──────── Source data

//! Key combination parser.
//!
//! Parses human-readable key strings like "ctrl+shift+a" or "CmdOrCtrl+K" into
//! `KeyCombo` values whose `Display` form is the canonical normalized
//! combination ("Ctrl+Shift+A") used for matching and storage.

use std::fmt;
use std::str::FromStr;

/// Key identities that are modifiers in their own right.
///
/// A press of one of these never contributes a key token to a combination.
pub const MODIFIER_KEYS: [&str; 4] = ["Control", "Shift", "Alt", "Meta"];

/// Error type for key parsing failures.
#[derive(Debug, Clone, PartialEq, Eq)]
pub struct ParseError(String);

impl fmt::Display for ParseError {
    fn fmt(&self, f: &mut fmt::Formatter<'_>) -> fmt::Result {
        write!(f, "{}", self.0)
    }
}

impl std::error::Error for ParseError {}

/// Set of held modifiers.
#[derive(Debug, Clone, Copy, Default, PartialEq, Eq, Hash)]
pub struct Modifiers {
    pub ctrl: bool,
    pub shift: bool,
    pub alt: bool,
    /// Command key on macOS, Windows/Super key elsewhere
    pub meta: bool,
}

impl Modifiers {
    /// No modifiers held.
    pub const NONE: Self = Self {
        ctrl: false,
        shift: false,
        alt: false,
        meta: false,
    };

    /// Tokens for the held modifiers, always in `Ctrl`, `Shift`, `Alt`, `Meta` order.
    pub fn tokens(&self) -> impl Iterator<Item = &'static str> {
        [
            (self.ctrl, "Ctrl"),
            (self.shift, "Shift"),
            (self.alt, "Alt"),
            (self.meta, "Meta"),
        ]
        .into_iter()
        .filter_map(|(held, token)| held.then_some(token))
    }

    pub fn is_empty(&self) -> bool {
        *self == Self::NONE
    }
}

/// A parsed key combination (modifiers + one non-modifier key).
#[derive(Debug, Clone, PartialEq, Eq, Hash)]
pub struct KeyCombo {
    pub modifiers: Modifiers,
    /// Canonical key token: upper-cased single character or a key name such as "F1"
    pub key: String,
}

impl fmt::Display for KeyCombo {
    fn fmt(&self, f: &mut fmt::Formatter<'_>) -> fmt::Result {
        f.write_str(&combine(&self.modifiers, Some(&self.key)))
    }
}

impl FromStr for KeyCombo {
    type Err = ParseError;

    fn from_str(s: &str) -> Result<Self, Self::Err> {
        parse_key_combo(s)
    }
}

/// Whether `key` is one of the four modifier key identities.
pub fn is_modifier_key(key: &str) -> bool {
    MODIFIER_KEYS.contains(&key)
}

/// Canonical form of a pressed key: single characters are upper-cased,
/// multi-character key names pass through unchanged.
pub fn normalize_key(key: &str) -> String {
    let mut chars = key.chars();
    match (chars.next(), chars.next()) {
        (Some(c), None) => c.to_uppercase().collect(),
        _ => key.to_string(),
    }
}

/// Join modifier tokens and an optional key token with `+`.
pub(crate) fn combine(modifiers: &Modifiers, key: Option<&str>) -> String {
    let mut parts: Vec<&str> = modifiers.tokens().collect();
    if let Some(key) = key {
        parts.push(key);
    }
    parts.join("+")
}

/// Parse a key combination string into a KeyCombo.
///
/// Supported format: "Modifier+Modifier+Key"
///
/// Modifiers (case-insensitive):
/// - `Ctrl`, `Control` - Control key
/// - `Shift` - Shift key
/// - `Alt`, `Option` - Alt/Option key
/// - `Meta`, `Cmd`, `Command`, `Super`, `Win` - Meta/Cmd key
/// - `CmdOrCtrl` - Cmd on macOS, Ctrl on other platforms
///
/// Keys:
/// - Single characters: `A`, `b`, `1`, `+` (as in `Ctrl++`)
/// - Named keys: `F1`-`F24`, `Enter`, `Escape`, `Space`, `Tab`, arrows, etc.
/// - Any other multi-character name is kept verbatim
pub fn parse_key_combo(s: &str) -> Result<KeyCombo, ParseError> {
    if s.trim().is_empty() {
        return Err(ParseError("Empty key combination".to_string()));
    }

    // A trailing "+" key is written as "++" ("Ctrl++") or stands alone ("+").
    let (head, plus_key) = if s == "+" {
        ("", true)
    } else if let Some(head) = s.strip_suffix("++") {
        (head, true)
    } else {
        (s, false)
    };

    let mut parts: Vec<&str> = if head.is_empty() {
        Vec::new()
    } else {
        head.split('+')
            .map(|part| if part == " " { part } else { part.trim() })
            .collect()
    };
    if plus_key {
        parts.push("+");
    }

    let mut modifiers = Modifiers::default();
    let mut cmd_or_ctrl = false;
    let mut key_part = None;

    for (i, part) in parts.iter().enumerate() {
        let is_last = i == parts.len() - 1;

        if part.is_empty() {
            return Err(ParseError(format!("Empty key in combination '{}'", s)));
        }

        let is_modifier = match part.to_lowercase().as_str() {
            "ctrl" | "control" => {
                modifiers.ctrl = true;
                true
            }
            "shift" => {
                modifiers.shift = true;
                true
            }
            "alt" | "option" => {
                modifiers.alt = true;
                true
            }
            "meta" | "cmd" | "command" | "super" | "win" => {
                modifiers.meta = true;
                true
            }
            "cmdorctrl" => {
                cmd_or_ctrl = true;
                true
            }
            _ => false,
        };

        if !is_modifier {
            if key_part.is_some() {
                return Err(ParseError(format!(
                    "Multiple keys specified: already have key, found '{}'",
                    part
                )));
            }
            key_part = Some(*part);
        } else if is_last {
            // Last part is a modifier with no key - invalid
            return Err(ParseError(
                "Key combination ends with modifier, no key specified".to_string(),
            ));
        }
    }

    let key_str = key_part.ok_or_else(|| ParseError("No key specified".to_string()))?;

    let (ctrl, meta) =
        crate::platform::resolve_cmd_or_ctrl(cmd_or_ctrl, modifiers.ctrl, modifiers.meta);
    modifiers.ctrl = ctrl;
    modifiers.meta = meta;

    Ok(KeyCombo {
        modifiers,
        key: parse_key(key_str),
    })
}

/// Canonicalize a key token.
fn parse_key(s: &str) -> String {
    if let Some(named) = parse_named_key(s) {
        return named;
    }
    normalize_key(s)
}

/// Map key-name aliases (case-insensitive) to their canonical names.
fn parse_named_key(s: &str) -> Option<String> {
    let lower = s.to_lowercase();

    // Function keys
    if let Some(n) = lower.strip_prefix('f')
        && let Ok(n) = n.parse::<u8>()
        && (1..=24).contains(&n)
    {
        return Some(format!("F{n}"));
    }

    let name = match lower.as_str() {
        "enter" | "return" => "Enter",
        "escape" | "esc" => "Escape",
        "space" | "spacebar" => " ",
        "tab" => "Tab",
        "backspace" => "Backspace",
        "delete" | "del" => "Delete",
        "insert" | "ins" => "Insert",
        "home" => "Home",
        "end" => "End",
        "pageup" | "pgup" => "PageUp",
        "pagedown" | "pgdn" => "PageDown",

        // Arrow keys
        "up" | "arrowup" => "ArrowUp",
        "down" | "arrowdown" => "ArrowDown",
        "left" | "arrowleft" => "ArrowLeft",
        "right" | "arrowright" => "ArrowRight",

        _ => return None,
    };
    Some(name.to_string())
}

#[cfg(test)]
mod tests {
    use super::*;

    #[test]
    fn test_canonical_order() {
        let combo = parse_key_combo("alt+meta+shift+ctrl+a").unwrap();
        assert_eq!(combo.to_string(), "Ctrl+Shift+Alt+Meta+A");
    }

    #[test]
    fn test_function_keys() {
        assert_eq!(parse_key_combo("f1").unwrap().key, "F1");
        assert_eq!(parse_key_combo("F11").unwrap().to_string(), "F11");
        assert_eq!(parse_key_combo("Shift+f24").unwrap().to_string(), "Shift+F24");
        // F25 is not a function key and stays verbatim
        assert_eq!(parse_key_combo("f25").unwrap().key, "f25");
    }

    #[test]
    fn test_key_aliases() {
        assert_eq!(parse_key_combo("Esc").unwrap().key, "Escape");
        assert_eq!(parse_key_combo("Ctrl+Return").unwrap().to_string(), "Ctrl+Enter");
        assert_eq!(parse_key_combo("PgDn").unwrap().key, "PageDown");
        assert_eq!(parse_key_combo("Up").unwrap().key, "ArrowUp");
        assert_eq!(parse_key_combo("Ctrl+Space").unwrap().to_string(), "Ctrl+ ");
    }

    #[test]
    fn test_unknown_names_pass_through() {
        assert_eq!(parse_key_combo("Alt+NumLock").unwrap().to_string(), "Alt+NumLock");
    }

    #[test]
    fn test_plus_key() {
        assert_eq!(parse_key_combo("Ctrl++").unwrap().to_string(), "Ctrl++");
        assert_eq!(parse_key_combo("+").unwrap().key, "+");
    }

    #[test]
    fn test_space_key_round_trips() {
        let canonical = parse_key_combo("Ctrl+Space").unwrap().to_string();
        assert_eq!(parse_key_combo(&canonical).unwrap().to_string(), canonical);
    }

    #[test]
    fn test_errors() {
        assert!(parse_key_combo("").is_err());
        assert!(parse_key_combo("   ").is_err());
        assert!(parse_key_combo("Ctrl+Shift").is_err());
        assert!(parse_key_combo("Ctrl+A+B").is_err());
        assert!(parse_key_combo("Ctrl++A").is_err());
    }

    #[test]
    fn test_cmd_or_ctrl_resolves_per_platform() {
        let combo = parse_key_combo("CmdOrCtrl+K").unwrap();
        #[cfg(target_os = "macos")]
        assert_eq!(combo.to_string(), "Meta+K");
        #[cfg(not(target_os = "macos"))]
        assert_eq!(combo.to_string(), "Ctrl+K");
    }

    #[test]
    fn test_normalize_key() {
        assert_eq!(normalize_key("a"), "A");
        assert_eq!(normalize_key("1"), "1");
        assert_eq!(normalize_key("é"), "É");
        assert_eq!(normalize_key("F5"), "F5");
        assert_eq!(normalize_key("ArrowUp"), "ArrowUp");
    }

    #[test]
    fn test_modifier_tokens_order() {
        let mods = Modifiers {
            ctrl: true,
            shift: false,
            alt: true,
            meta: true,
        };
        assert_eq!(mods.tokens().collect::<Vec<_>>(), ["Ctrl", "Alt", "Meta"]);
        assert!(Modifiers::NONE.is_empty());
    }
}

────────────────
──────── Source data

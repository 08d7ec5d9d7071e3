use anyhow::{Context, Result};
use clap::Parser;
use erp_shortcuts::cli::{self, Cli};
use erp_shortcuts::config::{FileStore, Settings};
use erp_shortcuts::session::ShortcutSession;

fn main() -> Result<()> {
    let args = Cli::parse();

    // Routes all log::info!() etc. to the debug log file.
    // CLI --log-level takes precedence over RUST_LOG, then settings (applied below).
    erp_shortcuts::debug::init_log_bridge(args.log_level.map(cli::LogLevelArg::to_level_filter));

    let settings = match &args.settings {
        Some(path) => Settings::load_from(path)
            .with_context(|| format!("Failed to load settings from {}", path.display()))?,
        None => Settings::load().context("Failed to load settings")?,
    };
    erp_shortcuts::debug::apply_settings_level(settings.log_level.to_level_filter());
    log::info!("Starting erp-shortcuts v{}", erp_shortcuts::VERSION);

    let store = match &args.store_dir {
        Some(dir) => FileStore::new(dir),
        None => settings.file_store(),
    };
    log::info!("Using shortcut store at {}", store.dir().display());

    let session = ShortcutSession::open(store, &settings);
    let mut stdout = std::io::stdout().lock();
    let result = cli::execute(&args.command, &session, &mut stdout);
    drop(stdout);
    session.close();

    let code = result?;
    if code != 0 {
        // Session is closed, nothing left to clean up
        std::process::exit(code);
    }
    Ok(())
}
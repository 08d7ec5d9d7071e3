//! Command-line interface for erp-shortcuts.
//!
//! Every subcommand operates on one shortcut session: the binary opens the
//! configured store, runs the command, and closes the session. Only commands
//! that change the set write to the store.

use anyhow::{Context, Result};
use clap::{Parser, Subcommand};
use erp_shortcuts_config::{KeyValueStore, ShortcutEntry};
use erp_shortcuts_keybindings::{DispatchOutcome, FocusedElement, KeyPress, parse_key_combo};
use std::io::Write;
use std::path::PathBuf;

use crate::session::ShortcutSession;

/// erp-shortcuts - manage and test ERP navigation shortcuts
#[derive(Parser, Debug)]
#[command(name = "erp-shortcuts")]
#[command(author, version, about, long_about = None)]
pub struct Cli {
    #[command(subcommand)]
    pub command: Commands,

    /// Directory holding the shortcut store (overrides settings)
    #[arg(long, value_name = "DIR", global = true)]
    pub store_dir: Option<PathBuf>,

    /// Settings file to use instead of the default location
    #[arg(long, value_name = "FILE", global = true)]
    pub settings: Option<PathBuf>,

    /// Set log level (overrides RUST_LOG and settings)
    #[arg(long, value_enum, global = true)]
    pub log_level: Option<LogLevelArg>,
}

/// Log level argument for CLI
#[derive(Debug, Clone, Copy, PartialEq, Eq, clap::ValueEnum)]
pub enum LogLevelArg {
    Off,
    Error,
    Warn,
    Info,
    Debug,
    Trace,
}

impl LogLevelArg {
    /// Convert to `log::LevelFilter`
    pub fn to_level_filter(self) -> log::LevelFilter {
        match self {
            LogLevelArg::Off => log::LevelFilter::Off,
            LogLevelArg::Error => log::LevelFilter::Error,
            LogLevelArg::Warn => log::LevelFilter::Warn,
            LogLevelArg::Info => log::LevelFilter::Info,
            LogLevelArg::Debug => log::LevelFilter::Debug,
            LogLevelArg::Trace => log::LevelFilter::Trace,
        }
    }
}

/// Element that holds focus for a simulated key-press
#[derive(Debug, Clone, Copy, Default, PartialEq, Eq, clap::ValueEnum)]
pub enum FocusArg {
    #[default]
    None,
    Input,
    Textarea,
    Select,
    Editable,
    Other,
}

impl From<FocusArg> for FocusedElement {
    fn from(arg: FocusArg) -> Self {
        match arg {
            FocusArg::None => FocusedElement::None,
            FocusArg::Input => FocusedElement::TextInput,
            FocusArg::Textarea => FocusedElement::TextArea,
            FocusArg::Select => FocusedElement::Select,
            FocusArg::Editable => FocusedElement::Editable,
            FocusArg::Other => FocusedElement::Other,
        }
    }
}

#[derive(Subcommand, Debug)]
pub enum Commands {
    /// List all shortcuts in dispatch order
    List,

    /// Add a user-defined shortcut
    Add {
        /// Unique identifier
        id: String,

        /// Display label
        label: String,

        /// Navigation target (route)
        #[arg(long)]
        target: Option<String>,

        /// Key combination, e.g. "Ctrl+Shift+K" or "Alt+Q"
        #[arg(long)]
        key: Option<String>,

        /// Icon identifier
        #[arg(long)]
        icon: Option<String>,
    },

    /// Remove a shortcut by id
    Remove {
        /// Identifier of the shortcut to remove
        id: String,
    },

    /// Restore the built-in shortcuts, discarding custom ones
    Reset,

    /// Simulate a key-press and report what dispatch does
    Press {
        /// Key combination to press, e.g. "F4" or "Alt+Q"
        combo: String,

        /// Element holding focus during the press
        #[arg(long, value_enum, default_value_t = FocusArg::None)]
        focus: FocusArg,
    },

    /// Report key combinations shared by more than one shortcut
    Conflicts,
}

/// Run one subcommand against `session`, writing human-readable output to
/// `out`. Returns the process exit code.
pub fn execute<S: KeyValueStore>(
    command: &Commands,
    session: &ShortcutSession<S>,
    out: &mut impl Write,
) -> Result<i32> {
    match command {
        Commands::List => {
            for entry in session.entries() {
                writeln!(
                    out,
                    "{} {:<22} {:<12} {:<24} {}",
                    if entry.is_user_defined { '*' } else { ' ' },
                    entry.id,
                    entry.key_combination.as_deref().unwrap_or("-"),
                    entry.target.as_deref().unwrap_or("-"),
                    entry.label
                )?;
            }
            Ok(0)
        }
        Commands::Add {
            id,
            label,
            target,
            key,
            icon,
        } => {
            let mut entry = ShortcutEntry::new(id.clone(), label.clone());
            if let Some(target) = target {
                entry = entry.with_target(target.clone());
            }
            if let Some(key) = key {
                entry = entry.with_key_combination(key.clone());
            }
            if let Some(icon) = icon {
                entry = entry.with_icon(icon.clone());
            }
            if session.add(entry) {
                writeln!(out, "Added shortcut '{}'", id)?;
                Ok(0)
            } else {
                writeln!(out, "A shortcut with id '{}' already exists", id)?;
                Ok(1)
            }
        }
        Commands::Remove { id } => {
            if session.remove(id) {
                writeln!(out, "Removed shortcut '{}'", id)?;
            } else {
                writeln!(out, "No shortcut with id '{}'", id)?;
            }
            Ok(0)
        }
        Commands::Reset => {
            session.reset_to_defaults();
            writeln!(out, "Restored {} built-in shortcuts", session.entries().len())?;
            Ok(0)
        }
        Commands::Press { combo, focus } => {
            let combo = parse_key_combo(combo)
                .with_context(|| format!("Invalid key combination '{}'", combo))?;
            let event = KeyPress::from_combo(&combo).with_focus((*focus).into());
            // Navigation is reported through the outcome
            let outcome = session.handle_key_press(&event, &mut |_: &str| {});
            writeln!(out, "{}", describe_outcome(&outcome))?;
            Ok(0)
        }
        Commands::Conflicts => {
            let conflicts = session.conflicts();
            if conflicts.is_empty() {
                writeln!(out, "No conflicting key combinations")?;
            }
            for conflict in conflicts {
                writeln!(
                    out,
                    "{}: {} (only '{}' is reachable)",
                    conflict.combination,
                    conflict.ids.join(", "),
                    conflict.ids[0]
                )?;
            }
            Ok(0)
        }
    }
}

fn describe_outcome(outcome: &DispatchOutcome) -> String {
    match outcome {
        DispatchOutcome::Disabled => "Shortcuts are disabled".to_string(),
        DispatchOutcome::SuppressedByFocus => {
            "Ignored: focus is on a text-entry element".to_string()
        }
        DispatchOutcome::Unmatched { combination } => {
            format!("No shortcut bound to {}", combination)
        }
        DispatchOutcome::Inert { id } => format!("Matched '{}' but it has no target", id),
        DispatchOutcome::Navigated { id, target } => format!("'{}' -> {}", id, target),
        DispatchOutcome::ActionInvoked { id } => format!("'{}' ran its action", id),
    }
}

────────────────
──────── Source data

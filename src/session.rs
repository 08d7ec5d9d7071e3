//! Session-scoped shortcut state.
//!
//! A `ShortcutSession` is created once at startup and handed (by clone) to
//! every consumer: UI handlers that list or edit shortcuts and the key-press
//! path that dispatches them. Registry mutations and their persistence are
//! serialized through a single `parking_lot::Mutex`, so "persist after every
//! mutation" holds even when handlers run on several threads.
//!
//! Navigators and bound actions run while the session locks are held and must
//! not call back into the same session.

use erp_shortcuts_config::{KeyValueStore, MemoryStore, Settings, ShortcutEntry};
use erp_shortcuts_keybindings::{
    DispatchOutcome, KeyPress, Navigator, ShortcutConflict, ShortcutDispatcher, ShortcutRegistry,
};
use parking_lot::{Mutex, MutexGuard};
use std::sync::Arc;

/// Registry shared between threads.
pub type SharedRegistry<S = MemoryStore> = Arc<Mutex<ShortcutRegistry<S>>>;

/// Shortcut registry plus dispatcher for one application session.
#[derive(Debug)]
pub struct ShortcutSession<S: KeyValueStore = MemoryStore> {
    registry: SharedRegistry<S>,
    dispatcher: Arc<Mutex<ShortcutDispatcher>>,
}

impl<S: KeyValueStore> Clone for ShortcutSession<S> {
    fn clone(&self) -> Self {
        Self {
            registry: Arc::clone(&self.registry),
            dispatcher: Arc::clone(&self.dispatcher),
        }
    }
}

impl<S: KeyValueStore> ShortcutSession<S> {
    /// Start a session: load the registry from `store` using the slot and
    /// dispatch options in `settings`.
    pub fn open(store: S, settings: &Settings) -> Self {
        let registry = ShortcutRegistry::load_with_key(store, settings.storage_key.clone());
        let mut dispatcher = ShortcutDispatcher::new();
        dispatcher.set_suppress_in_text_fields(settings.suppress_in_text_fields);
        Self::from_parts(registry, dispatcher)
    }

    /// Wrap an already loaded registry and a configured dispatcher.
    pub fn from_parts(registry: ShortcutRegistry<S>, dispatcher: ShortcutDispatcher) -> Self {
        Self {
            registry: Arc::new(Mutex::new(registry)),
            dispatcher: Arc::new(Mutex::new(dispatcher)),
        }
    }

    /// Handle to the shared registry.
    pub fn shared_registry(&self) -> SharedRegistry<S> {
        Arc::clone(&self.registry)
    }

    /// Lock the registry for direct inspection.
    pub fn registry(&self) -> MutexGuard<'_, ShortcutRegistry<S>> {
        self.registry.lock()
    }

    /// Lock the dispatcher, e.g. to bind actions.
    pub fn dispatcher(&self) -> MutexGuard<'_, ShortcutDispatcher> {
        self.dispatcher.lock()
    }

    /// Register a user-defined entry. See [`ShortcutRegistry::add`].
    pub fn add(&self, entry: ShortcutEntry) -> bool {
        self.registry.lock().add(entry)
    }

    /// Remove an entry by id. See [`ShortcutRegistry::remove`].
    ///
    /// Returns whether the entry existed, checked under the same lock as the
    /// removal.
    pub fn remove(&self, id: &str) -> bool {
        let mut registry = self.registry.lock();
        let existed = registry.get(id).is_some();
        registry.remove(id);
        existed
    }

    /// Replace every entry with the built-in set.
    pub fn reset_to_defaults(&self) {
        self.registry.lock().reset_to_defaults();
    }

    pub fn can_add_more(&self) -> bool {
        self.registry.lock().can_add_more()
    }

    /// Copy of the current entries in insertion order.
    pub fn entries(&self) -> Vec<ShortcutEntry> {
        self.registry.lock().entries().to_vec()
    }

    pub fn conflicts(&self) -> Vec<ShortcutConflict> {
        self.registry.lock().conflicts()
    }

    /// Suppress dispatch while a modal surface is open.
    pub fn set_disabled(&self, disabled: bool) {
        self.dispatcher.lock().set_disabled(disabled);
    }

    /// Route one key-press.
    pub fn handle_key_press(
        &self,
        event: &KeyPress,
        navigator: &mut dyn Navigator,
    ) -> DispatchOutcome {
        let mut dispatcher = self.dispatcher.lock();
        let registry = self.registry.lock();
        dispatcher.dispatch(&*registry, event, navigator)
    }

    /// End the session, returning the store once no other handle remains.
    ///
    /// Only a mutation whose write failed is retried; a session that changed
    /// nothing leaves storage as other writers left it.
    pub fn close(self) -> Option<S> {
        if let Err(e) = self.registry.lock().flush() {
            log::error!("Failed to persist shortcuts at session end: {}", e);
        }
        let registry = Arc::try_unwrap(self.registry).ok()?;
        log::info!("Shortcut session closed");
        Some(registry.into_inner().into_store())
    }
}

────────────────

A line belongs in the answer if it contains the word "args"; copy every such line from the data above.

(Exercise response):
    let args = Cli::parse();
    erp_shortcuts::debug::init_log_bridge(args.log_level.map(cli::LogLevelArg::to_level_filter));
    let settings = match &args.settings {
    let store = match &args.store_dir {
    let result = cli::execute(&args.command, &session, &mut stdout);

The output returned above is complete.